[EXTRACTED RECORDS]
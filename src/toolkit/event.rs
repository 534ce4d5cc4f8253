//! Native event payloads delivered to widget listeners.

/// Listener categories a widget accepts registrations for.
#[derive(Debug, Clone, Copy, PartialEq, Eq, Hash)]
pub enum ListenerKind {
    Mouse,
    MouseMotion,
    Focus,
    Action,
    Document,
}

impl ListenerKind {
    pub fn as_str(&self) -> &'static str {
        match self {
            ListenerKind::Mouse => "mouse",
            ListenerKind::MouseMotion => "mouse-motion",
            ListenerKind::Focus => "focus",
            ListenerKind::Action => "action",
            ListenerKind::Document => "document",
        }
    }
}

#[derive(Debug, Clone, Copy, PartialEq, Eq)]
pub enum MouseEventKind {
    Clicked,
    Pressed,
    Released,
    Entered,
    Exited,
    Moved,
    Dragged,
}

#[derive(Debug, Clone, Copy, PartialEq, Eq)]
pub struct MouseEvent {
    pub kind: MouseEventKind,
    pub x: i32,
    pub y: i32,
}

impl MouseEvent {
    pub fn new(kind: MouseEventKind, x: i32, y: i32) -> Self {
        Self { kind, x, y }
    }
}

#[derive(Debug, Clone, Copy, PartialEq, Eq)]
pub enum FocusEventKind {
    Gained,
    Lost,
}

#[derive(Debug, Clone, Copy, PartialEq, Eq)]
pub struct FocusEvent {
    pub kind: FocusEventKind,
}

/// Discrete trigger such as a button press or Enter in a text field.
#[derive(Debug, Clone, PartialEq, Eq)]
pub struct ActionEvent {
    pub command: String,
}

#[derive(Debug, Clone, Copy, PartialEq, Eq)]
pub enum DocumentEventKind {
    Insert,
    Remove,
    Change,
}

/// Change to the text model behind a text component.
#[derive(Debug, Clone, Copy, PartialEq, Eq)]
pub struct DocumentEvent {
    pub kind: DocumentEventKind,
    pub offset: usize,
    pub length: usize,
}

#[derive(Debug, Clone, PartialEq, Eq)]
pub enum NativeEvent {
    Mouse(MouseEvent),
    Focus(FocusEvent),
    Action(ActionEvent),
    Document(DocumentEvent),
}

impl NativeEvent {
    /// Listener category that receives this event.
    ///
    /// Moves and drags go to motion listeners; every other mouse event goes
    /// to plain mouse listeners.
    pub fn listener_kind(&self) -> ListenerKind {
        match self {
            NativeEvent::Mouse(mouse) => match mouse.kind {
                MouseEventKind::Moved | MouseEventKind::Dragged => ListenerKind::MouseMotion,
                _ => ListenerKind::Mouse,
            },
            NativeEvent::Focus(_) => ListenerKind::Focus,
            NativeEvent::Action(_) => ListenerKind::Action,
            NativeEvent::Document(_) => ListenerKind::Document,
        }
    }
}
[/EXTRACTED RECORDS]
[EXTRACTED RECORDS]
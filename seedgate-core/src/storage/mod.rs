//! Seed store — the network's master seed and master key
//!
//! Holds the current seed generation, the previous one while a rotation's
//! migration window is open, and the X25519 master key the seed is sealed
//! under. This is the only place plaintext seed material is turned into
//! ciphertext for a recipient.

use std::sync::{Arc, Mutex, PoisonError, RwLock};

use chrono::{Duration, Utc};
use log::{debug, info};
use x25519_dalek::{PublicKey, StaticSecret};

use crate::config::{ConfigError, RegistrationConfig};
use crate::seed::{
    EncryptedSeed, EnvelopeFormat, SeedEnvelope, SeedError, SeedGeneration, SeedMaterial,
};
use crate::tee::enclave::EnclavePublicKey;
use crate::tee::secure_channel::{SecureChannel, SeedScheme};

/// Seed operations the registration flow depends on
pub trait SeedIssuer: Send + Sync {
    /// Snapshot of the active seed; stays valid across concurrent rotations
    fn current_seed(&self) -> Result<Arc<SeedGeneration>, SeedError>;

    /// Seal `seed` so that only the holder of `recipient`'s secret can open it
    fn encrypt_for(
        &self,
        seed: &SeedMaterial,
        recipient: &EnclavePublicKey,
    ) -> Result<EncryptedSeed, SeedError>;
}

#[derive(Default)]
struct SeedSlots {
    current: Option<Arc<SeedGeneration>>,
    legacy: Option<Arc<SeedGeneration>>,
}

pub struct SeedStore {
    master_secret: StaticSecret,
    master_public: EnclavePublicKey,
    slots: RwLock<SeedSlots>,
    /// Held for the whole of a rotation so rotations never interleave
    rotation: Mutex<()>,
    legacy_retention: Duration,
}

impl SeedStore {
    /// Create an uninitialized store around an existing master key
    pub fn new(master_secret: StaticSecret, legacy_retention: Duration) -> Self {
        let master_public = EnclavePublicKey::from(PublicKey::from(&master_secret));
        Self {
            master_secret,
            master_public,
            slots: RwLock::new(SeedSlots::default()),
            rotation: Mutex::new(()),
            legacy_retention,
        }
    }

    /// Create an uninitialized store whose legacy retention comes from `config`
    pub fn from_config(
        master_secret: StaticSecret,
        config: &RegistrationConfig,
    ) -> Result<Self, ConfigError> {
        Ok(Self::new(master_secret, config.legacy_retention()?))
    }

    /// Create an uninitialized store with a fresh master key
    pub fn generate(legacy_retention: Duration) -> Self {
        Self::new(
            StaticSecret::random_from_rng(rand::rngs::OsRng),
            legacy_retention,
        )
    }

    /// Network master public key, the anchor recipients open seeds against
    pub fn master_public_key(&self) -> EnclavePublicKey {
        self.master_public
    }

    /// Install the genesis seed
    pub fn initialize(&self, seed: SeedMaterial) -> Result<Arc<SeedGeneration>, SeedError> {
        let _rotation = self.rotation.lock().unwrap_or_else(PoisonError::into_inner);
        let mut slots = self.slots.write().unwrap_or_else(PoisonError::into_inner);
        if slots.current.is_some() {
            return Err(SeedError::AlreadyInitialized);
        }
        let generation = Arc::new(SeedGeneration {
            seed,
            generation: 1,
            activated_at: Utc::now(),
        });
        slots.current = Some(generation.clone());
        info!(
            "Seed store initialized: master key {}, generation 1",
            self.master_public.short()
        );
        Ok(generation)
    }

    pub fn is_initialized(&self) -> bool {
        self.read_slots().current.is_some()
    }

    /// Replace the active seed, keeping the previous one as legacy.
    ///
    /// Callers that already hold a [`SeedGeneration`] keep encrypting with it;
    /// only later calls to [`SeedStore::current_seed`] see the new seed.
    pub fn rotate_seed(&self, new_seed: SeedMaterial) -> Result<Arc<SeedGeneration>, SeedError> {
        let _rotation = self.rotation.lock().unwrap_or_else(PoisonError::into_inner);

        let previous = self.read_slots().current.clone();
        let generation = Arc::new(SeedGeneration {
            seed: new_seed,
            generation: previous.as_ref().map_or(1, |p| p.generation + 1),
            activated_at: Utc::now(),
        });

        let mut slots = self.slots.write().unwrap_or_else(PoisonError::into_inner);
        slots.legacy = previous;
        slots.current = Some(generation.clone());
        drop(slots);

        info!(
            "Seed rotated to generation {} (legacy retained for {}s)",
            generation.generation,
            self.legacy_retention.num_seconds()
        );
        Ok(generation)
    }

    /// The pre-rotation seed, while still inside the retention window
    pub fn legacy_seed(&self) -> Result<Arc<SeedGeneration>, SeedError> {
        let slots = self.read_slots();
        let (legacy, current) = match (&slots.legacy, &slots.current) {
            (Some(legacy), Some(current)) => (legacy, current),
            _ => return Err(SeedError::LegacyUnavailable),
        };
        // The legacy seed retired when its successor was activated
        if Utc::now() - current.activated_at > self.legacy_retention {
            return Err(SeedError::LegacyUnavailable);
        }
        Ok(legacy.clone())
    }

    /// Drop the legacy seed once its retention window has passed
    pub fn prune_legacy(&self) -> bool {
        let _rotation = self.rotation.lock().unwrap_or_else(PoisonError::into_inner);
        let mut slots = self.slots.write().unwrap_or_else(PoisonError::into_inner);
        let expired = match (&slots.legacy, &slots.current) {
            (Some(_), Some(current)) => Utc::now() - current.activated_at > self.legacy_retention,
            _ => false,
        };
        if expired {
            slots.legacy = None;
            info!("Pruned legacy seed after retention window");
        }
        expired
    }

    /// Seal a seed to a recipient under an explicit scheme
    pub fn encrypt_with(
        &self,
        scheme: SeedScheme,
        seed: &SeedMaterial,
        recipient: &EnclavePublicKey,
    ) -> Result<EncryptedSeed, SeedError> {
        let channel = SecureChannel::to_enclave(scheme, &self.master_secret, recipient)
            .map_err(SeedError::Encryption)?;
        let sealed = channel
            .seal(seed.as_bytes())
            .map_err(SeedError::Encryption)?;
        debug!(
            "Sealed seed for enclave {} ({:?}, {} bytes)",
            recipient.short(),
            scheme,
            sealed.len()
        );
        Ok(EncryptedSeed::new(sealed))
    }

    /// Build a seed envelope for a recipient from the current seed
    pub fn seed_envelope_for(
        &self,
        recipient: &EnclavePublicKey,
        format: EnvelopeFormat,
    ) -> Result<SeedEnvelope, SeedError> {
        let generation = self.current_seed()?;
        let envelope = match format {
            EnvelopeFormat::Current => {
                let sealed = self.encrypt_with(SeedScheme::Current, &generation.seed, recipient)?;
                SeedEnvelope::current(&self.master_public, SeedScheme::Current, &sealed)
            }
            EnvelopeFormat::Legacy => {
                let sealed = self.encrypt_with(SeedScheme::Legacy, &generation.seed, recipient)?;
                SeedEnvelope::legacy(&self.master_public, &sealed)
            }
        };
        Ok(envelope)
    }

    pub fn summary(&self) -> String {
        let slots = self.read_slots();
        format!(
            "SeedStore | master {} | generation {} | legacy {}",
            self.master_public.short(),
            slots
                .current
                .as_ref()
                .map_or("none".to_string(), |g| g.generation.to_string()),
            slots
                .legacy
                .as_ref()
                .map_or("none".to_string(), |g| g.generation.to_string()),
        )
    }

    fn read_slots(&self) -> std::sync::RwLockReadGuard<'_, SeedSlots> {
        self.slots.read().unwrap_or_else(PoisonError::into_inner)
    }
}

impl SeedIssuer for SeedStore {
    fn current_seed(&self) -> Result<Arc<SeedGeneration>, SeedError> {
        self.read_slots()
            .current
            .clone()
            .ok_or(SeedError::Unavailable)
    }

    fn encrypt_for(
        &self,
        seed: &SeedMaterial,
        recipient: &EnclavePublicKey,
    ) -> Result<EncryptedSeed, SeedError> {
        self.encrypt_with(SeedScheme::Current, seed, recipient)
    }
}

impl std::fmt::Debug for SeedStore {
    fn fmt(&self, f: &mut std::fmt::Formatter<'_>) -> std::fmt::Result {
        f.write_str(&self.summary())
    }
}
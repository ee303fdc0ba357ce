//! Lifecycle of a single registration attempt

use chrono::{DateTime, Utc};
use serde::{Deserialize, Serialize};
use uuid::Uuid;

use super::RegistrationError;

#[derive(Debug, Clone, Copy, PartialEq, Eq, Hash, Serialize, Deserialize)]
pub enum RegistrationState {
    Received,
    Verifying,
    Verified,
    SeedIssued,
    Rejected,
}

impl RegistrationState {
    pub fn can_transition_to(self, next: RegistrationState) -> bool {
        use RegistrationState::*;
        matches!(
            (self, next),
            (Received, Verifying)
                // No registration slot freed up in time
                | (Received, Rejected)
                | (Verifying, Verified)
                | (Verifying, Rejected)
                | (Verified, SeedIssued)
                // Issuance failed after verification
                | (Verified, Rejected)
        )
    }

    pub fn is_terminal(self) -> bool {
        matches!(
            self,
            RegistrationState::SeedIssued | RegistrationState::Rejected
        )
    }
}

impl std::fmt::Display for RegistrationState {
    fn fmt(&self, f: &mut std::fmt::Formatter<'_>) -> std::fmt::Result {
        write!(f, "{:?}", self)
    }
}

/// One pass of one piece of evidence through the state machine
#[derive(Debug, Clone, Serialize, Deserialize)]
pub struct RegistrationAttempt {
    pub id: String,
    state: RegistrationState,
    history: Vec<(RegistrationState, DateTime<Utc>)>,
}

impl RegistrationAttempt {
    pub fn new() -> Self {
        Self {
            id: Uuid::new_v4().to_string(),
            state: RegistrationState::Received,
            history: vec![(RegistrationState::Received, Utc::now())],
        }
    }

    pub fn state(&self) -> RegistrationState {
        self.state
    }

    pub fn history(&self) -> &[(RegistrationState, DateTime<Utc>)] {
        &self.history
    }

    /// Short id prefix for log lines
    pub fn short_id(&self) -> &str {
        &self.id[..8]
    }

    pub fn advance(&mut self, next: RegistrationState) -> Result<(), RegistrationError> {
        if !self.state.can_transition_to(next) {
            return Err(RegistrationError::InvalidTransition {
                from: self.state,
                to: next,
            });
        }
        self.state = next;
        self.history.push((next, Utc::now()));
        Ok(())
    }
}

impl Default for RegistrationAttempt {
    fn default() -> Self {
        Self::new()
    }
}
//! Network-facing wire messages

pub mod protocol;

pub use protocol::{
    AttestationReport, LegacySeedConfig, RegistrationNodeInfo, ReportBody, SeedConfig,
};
[/EXTRACTED RECORDS]
[EXTRACTED RECORDS]
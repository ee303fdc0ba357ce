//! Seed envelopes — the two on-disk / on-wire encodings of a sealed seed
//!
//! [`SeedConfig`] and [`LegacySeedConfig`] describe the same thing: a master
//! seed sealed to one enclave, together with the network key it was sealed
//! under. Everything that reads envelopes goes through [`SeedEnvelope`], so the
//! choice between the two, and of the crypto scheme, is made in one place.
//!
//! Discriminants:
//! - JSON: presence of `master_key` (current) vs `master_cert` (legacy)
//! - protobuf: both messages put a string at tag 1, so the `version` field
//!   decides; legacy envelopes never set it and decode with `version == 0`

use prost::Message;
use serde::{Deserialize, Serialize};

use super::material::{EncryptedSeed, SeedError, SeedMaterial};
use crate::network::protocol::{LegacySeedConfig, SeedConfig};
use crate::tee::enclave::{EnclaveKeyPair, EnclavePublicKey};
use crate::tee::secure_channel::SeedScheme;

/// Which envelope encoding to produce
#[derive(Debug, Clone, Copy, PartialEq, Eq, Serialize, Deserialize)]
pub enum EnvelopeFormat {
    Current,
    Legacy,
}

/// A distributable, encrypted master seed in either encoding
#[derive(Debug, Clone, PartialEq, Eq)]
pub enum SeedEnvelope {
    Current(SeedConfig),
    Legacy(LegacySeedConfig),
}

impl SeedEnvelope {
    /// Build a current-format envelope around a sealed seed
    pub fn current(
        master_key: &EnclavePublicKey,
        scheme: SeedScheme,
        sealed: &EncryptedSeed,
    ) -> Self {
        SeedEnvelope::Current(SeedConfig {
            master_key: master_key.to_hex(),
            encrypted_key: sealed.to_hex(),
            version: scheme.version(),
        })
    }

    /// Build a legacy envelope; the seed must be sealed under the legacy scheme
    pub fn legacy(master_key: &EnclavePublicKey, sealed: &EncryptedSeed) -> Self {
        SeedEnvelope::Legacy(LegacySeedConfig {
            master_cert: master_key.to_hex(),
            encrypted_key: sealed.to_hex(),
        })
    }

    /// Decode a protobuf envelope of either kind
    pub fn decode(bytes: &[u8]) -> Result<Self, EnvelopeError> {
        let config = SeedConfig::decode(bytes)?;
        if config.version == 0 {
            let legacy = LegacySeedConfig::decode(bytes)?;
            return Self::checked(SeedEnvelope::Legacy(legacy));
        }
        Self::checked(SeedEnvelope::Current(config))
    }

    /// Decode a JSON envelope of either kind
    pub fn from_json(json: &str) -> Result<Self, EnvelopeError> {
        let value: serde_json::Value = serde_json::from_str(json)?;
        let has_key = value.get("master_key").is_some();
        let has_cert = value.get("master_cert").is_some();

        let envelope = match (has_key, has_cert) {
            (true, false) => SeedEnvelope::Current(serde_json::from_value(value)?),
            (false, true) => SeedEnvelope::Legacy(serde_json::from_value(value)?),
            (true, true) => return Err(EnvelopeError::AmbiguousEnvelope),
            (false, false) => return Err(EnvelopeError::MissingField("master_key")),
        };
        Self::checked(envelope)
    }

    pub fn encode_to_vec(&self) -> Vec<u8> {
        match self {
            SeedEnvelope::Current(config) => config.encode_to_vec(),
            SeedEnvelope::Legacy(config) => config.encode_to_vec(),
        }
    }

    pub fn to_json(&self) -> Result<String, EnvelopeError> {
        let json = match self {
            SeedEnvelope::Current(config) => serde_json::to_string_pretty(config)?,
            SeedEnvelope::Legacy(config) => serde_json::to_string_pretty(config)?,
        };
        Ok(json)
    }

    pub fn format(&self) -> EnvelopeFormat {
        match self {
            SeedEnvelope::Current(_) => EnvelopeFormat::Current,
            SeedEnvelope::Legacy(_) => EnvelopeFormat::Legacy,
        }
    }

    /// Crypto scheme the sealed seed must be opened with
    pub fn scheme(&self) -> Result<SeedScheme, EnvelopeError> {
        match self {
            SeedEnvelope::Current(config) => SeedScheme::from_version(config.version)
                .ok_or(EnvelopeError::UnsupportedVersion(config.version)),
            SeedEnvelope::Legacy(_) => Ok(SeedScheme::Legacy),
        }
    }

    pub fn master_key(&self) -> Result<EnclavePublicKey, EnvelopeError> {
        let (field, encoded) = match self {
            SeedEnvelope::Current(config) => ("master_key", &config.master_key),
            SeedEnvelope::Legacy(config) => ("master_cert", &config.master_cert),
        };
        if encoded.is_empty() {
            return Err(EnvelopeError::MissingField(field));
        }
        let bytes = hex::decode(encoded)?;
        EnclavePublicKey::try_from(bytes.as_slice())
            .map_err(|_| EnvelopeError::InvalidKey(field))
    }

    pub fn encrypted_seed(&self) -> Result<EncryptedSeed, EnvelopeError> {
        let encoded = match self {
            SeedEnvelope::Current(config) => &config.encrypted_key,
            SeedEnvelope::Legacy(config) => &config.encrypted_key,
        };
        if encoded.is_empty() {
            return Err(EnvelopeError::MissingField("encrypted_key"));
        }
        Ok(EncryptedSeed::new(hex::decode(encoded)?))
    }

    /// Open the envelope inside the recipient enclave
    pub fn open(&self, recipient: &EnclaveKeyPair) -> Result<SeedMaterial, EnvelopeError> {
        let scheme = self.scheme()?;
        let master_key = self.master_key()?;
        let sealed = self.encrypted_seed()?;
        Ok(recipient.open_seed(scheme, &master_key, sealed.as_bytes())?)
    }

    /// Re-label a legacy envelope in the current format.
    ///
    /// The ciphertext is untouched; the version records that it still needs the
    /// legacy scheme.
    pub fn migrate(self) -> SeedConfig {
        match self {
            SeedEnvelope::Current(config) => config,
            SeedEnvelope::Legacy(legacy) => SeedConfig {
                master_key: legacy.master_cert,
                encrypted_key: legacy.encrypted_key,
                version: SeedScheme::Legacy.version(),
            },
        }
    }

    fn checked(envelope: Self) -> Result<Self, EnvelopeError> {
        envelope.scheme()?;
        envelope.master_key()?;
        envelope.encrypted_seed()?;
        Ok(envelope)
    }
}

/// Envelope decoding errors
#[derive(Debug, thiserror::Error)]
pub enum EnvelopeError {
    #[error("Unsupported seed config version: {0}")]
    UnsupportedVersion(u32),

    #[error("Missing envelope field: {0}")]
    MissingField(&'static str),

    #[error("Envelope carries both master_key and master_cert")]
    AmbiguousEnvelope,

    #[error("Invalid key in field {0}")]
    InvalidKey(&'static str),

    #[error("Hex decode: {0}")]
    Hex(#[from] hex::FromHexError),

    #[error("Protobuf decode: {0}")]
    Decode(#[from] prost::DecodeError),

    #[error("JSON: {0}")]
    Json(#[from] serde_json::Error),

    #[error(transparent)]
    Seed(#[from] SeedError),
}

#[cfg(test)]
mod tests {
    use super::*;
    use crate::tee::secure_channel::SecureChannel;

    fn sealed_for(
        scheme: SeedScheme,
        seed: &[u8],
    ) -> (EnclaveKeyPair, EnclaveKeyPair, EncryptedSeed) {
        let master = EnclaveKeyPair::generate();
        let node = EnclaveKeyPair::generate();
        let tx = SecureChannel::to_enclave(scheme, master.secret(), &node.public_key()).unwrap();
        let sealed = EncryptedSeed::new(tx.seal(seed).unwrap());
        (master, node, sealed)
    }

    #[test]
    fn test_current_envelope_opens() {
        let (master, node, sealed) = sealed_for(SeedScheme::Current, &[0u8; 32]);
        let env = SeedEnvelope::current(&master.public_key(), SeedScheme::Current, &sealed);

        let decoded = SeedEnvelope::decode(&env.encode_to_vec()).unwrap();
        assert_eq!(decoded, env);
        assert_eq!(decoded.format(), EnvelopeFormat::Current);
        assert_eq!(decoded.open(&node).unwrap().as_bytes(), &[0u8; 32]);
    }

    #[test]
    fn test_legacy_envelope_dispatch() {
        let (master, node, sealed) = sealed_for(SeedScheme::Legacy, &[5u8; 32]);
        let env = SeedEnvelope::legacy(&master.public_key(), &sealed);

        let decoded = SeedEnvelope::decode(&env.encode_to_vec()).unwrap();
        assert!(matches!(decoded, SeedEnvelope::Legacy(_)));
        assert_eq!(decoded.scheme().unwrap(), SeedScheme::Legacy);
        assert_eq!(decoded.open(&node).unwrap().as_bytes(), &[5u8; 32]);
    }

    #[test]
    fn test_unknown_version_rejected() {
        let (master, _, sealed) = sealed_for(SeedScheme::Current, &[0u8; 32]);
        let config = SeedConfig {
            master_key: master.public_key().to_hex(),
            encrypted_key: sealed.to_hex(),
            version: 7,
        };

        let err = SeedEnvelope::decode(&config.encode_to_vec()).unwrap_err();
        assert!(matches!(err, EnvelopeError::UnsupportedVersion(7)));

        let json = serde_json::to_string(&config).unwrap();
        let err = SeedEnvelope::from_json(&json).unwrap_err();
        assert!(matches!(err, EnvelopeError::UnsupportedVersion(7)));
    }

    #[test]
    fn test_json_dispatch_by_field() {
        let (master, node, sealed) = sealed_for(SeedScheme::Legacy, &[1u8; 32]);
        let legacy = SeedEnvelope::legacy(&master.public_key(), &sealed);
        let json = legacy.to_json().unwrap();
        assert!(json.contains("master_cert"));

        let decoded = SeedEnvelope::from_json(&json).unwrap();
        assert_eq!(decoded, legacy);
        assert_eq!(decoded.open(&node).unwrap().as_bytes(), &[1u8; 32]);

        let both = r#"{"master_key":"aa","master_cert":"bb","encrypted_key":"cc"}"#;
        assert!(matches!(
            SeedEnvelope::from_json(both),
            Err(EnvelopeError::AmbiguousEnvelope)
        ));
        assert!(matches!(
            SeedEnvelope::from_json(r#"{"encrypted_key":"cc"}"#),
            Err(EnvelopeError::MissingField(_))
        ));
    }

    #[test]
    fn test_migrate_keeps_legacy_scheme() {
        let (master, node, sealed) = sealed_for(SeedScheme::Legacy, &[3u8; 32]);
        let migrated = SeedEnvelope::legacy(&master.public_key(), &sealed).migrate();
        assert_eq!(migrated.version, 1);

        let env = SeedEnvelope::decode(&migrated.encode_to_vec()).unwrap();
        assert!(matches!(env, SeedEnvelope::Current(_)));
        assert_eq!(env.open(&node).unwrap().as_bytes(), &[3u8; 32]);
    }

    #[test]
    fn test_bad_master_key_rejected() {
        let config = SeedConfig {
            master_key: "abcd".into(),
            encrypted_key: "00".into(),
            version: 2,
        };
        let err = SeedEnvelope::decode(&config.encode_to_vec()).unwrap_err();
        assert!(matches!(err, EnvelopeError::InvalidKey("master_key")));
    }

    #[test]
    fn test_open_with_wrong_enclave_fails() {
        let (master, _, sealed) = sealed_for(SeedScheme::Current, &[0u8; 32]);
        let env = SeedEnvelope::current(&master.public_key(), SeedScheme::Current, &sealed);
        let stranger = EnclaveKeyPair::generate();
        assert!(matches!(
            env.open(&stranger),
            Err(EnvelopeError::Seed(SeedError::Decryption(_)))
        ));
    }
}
[/EXTRACTED RECORDS]
-- TASK DIRECTIONS --
Check each line of the entries above, and show every one holding the word "chrono".

-- SOLUTION TO THE EXERCISE --
use chrono::{Duration, Utc};
use chrono::{DateTime, Utc};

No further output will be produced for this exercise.